«Gostaria de ser recordado como o escritor que criou a personagem do cão das lágrimas (Ensaio sobre a Cegueira). É um dos momentos mais belos que fiz até hoje enquanto escritor. Se no futuro puder ser recordado como "aquele tipo que fez aquela coisa do cão que bebeu as lágrimas da mulher", ficarei contente. Se alguém procurar naquilo que eu tenho escrito uma certa mensagem, atrevo-me pela primeira vez a dizer que essa mensagem está aí. A compaixão dessa mulher que tenta salvar o grupo em que está o seu marido é equivalente à compaixão daquele cão que se aproxima de um ser humano em desespero e que, não podendo fazer mais nada, lhe bebe as lágrimas.»

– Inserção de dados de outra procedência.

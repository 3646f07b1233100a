use anyhow::{Context, Result};
use common::AlertChannel;
use data_ingestion::{MarketDataProvider, RestKlineConnector, TimeoutProvider};
use monitoring::{
    init_logging, AppConfig, LogAlertChannel, ScannerService, SummaryReporter, UniverseManager, WebhookAlertChannel,
};
use risk_control::{AnomalyDetector, InMemoryWarningStorage, OrchestrationGate, PgWarningStorage, WarningStorage};
use signal_generation::{
    CandleLedger, InMemoryLedger, InMemorySignalStorage, PgCandleLedger, PgSignalStorage, SignalPipeline,
    SignalStorage,
};
use sqlx::postgres::PgPoolOptions;
use std::sync::Arc;
use std::time::Duration;
use tracing::{error, info, warn};

type Stores = (Arc<dyn CandleLedger>, Arc<dyn SignalStorage>, Arc<dyn WarningStorage>);

async fn open_stores(database_url: Option<&str>) -> Result<Stores> {
    let Some(url) = database_url else {
        warn!("No database_url configured; ledger and logs are in-memory and lost on restart");
        let ledger: Arc<dyn CandleLedger> = Arc::new(InMemoryLedger::new());
        let signals: Arc<dyn SignalStorage> = Arc::new(InMemorySignalStorage::new());
        let warnings: Arc<dyn WarningStorage> = Arc::new(InMemoryWarningStorage::new());
        return Ok((ledger, signals, warnings));
    };

    let pool = Arc::new(
        PgPoolOptions::new()
            .max_connections(5)
            .acquire_timeout(Duration::from_secs(10))
            .connect(url)
            .await
            .context("Failed to connect to database")?,
    );

    let ledger = PgCandleLedger::new(pool.clone());
    ledger.initialize().await?;
    let signals = PgSignalStorage::new(pool.clone());
    signals.initialize().await?;
    let warnings = PgWarningStorage::new(pool);
    warnings.initialize().await?;

    info!("Connected to PostgreSQL");
    let ledger: Arc<dyn CandleLedger> = Arc::new(ledger);
    let signals: Arc<dyn SignalStorage> = Arc::new(signals);
    let warnings: Arc<dyn WarningStorage> = Arc::new(warnings);
    Ok((ledger, signals, warnings))
}

#[tokio::main]
async fn main() -> Result<()> {
    let config_path = std::env::args().nth(1);
    let config = AppConfig::load(config_path.as_deref())?;
    init_logging(&config.logging)?;

    info!(
        symbols = config.universe.len(),
        universe_refresh = config.universe_refresh.enabled,
        tick_interval_secs = config.tick_interval_secs,
        entry_timeframe = %config.pipeline.entry_timeframe,
        reference = %config.detector.reference_symbol,
        "Starting signal scanner"
    );

    let alerts: Arc<dyn AlertChannel> = match &config.alerts.webhook_url {
        Some(url) => Arc::new(WebhookAlertChannel::new(
            url.as_str(),
            Duration::from_secs(config.alerts.timeout_secs),
        )?),
        None => {
            warn!("No webhook configured; alerts go to the log");
            Arc::new(LogAlertChannel)
        }
    };

    let fetch_timeout = Duration::from_secs(config.fetch_timeout_secs);
    let connector = Arc::new(RestKlineConnector::new(config.exchange.base_url.as_str(), fetch_timeout)?);
    let provider: Arc<dyn MarketDataProvider> = Arc::new(TimeoutProvider::new(connector.clone(), fetch_timeout));

    let universe = if config.universe_refresh.enabled {
        UniverseManager::refreshing(config.universe.clone(), connector, &config.universe_refresh)?
    } else {
        UniverseManager::fixed(config.universe.clone())
    };

    let (ledger, signals, warnings) = open_stores(config.database_url.as_deref()).await?;

    let reporter = Arc::new(SummaryReporter::new(signals.clone(), warnings.clone()));

    let gate = Arc::new(OrchestrationGate::new());
    let detector = Arc::new(AnomalyDetector::new(config.detector.clone(), gate, warnings).with_alerts(alerts.clone()));
    let pipeline = Arc::new(
        SignalPipeline::new(config.pipeline.clone(), provider, detector)
            .with_ledger(ledger)
            .with_storage(signals)
            .with_alerts(alerts.clone()),
    );

    let mut service = ScannerService::new(
        Arc::new(universe),
        Duration::from_secs(config.tick_interval_secs),
        pipeline,
    );
    if config.reports.enabled {
        service = service.with_reports(reporter, alerts, Duration::from_secs(config.reports.interval_secs));
    }

    service
        .run(async {
            if let Err(e) = tokio::signal::ctrl_c().await {
                error!(error = %e, "Failed to listen for shutdown signal");
                std::future::pending::<()>().await;
            }
        })
        .await?;

    let stats = service.stats().await;
    info!(
        cycles = stats.cycles_run,
        signals = stats.signals_emitted,
        warnings = stats.warnings_raised,
        universe_refreshes = stats.universe_refreshes,
        "Signal scanner stopped"
    );
    Ok(())
}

«Deus uma volta, deu outra, já não reconhece nem as ruas nem os nomes delas, então, desesperada, deixou-se cair no chão sujíssimo, empapado de lama negra, e, vazia de forças, de todas as forças, desatou a chorar. Os cães rodearam-na, farejaram os sacos, mas sem convicção, como se já lhes tivesse passado a hora de comer, um deles lambe-lhe a cara, talvez desde pequeno tenha sido habituado a enxugar prantos. A mulher toca-lhe na cabeça, passa-lhe a mão pelo lombo encharcado, e o resto das lágrimas chora-as abraçada a ele.» (pág. 226)
Incredulamente, adorei o final. Superou todas as minhas expectativas. Logo eu que raramente gosto da forma como os livros acabam.
Foi direitinho para o 2º lugar da minha lista de livros favoritos. Ainda estou a digerir cada página... Ainda estou a tentar encontrar palavras para o adjectivar. Provavelmente não as há.
«O silêncio ainda é o melhor aplauso.» (pág. 292)
Zuza, com um olho no ecrã e outro na almofada.